Volume 19 , Issue 2 , PP: 64-81, 2025 | Cite this article as | XML | Html | PDF | Full Length Article
Mona Ahmed Yassen 1 * , El-Sayed M. El-kenawy 2 , Mohamed Gamal Abdel-Fattah 3 , Islam Ismael 4 , Hossam El.Deen Salah Mostafa 5
Doi: https://doi.org/10.54216/FPA.190205
Wind energy is one of the fastest-growing sustainable, clean, and renewable sources, attracting significant attention and investment from many countries. However, given the substantial capital investment required for wind power plants, understanding the proposed plants’ performance becomes critical before implementation. This assessment is most effectively conducted using refined wind power predictability models and precise wind velocity data.

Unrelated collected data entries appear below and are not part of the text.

use std::sync::Arc;

use alloy::{
    consensus::TxEnvelope,
    eips::eip2718::Encodable2718,
    network::TransactionBuilder,
    primitives::{Address, B256, Bytes, TxKind, U256},
    rpc::types::TransactionRequest,
};
use chrono::Utc;
use serde::{Deserialize, Serialize};
use txm_core::{
    error::TxmError,
    fee::{Fee, FeeError, FeeEstimator},
    signer::TxSigner,
};

use crate::{
    config::FeeConfig,
    types::{AttemptId, Tx, TxAttempt, TxAttemptState},
};

#[derive(Serialize, Deserialize, Debug, Clone, thiserror::Error)]
#[serde(rename_all = "SCREAMING_SNAKE_CASE", tag = "errorCode")]
pub enum BuildError {
    /// Caller configuration error. Non-retryable, no attempt is created.
    #[error("Fee validation failed: {message}")]
    FeeValidation { message: String },

    /// A bump cannot strictly improve on the previous fee within the
    /// configured ceiling. Callers fall back to the previous attempt.
    #[error("Fee bump rejected: {message}")]
    BumpCeiling {
        message: String,
        inner_error: FeeError,
    },

    /// Signing failed. Always retryable on the next cycle.
    #[error("Signing failed: {message}")]
    SigningError {
        message: String,
        inner_error: TxmError,
    },

    #[error("Internal error: {message}")]
    InternalError { message: String },
}

/// Turns a stored transaction plus an assigned nonce and fee into a signed,
/// broadcastable attempt. Fee validation happens before the signing call so
/// a rejected fee never leaves a half-built attempt behind.
pub struct AttemptBuilder<S: TxSigner, E: FeeEstimator> {
    signer: Arc<S>,
    estimator: Arc<E>,
    chain_id: u64,
    fees: FeeConfig,
}

impl<S: TxSigner, E: FeeEstimator> AttemptBuilder<S, E> {
    pub fn new(signer: Arc<S>, estimator: Arc<E>, chain_id: u64, fees: FeeConfig) -> Self {
        Self {
            signer,
            estimator,
            chain_id,
            fees,
        }
    }

    /// Effective fee ceiling for the account, for alerting.
    pub fn fee_ceiling(&self, from: Address) -> u128 {
        self.fees.price_max_for(&from)
    }

    /// Quotes a fresh fee for the first attempt of a transaction.
    pub async fn quote_fee(&self, from: Address) -> Result<Fee, BuildError> {
        self.estimator
            .quote(self.fees.price_max_for(&from))
            .await
            .map_err(|e| BuildError::FeeValidation {
                message: format!("fee quote failed: {e}"),
            })
    }

    /// Builds and signs an attempt for the transaction's own payload at the
    /// given fee. Exactly one signing call.
    pub async fn build(&self, tx: &Tx, nonce: u64, fee: Fee) -> Result<TxAttempt, BuildError> {
        self.validate_fee(tx.from, &fee)?;
        let request = self.payload_request(tx, nonce);
        self.sign(tx, request, nonce, fee, false).await
    }

    /// Fee-escalation entry point. Bumps from the transaction's newest
    /// attempt (the highest fee by the monotonicity invariant), re-validates
    /// and signs the replacement.
    pub async fn build_bumped(&self, tx: &Tx, nonce: u64) -> Result<TxAttempt, BuildError> {
        let previous = tx
            .current_attempt()
            .ok_or_else(|| BuildError::InternalError {
                message: format!("transaction {} has no attempt to bump from", tx.id),
            })?;
        let fee = self.bump_fee(tx.from, &previous.fee).await?;
        self.build(tx, nonce, fee).await
    }

    /// Builds a zero-value self-send that consumes a stuck transaction's
    /// nonce, priced to outbid the newest existing attempt.
    pub async fn build_purge(&self, tx: &Tx, nonce: u64) -> Result<TxAttempt, BuildError> {
        let fee = match tx.current_attempt() {
            Some(previous) => self.bump_fee(tx.from, &previous.fee).await?,
            None => self.quote_fee(tx.from).await?,
        };
        self.validate_fee(tx.from, &fee)?;

        let request = self.self_send_request(tx.from, nonce, 21_000);
        self.sign(tx, request, nonce, fee, true).await
    }

    /// Operator-forced replacement at an exact fee. Skips ceiling checks on
    /// purpose and never persists: the caller broadcasts the raw payload
    /// directly. A `None` payload produces a zero-value self-send for nonce
    /// holes.
    pub async fn build_forced(
        &self,
        from: Address,
        nonce: u64,
        fee: Fee,
        gas_limit: u64,
        payload: Option<&Tx>,
    ) -> Result<(B256, Bytes), BuildError> {
        let request = match payload {
            Some(tx) => self.payload_request(tx, nonce).with_gas_limit(gas_limit),
            None => self.self_send_request(from, nonce, gas_limit),
        };
        let request = apply_fee(request, fee);
        let (hash, raw) = self.sign_raw(from, request, nonce).await?;
        Ok((hash, raw))
    }

    async fn bump_fee(&self, from: Address, previous: &Fee) -> Result<Fee, BuildError> {
        self.estimator
            .bump(previous, self.fees.price_max_for(&from))
            .await
            .map_err(|inner| BuildError::BumpCeiling {
                message: inner.to_string(),
                inner_error: inner,
            })
    }

    fn payload_request(&self, tx: &Tx, nonce: u64) -> TransactionRequest {
        let request = TransactionRequest::default()
            .with_from(tx.from)
            .with_value(tx.value)
            .with_input(tx.encoded_payload.clone())
            .with_chain_id(self.chain_id)
            .with_nonce(nonce)
            .with_gas_limit(tx.fee_limit);
        match tx.to {
            Some(to) => request.with_to(to),
            None => request.with_kind(TxKind::Create),
        }
    }

    fn self_send_request(&self, from: Address, nonce: u64, gas_limit: u64) -> TransactionRequest {
        TransactionRequest::default()
            .with_from(from)
            .with_to(from)
            .with_value(U256::ZERO)
            .with_input(Bytes::new())
            .with_chain_id(self.chain_id)
            .with_nonce(nonce)
            .with_gas_limit(gas_limit)
    }

    async fn sign(
        &self,
        tx: &Tx,
        request: TransactionRequest,
        nonce: u64,
        fee: Fee,
        is_purge_attempt: bool,
    ) -> Result<TxAttempt, BuildError> {
        let request = apply_fee(request, fee);
        let (hash, raw) = self.sign_raw(tx.from, request, nonce).await?;

        Ok(TxAttempt {
            id: AttemptId::new(),
            tx_id: tx.id,
            fee,
            signed_payload: raw,
            hash,
            state: TxAttemptState::InProgress,
            broadcast_before_block_num: None,
            is_purge_attempt,
            created_at: Utc::now(),
        })
    }

    async fn sign_raw(
        &self,
        from: Address,
        request: TransactionRequest,
        nonce: u64,
    ) -> Result<(B256, Bytes), BuildError> {
        let typed_tx = request
            .build_typed_tx()
            .map_err(|e| BuildError::InternalError {
                message: format!("failed to build typed transaction for nonce {nonce}: {e:?}"),
            })?;

        let signed = self
            .signer
            .sign_transaction(from, typed_tx)
            .await
            .map_err(|inner| BuildError::SigningError {
                message: inner.to_string(),
                inner_error: inner,
            })?;
        let hash = *signed.hash();
        let envelope: TxEnvelope = signed.into();
        Ok((hash, Bytes::from(envelope.encoded_2718())))
    }

    fn validate_fee(&self, from: Address, fee: &Fee) -> Result<(), BuildError> {
        let ceiling = self.fees.price_max_for(&from);
        match fee {
            Fee::Legacy { gas_price } => {
                if *gas_price < self.fees.price_min {
                    return Err(BuildError::FeeValidation {
                        message: format!(
                            "gas price {gas_price} wei is below the configured minimum {} wei",
                            self.fees.price_min
                        ),
                    });
                }
                if *gas_price > ceiling {
                    return Err(BuildError::FeeValidation {
                        message: format!(
                            "gas price {gas_price} wei exceeds the maximum {ceiling} wei for {from}"
                        ),
                    });
                }
            }
            Fee::Dynamic {
                max_fee_per_gas,
                max_priority_fee_per_gas,
            } => {
                if *max_priority_fee_per_gas < self.fees.tip_min {
                    return Err(BuildError::FeeValidation {
                        message: format!(
                            "priority fee {max_priority_fee_per_gas} wei is below the configured minimum {} wei",
                            self.fees.tip_min
                        ),
                    });
                }
                if max_fee_per_gas < max_priority_fee_per_gas {
                    return Err(BuildError::FeeValidation {
                        message: format!(
                            "fee cap {max_fee_per_gas} wei is below the priority fee {max_priority_fee_per_gas} wei"
                        ),
                    });
                }
                if *max_fee_per_gas > ceiling {
                    return Err(BuildError::FeeValidation {
                        message: format!(
                            "fee cap {max_fee_per_gas} wei exceeds the maximum {ceiling} wei for {from}"
                        ),
                    });
                }
            }
        }
        Ok(())
    }
}

fn apply_fee(request: TransactionRequest, fee: Fee) -> TransactionRequest {
    match fee {
        Fee::Legacy { gas_price } => request.with_gas_price(gas_price),
        Fee::Dynamic {
            max_fee_per_gas,
            max_priority_fee_per_gas,
        } => request
            .with_max_fee_per_gas(max_fee_per_gas)
            .with_max_priority_fee_per_gas(max_priority_fee_per_gas),
    }
}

Accurate wind forecasts are essential for informed decision-making and effective wind energy utilization. In this study, three advanced Machine Learning (ML) regression methods were applied to the TNWind dataset to predict the power output of wind turbines. The dataset variables included date and time (measured at 10-minute intervals), low-voltage active power (in kW), wind speed (in m/s), the theoretical wind power curve (in kWh), and wind direction. To predict wind power output, six supervised ML models were trained, including Random Forest Regressor (RF), Extreme Gradient Boosting Regressor (XGB), Gradient Boosting Regressor (GB), Support Vector Machine Regressor (SVR), K-Neighbors Regressor (KN), and Linear Regressor. The analysis revealed that the Random Forest model outperformed the others, achieving exceptional performance metrics: an R2 value of 0.97, an MAE of 0.17 and an MSE of 0.07. The analysis to identify the outcomes for wind power generation from machine learning proves that renewable energies are more capable and are a lucrative investment.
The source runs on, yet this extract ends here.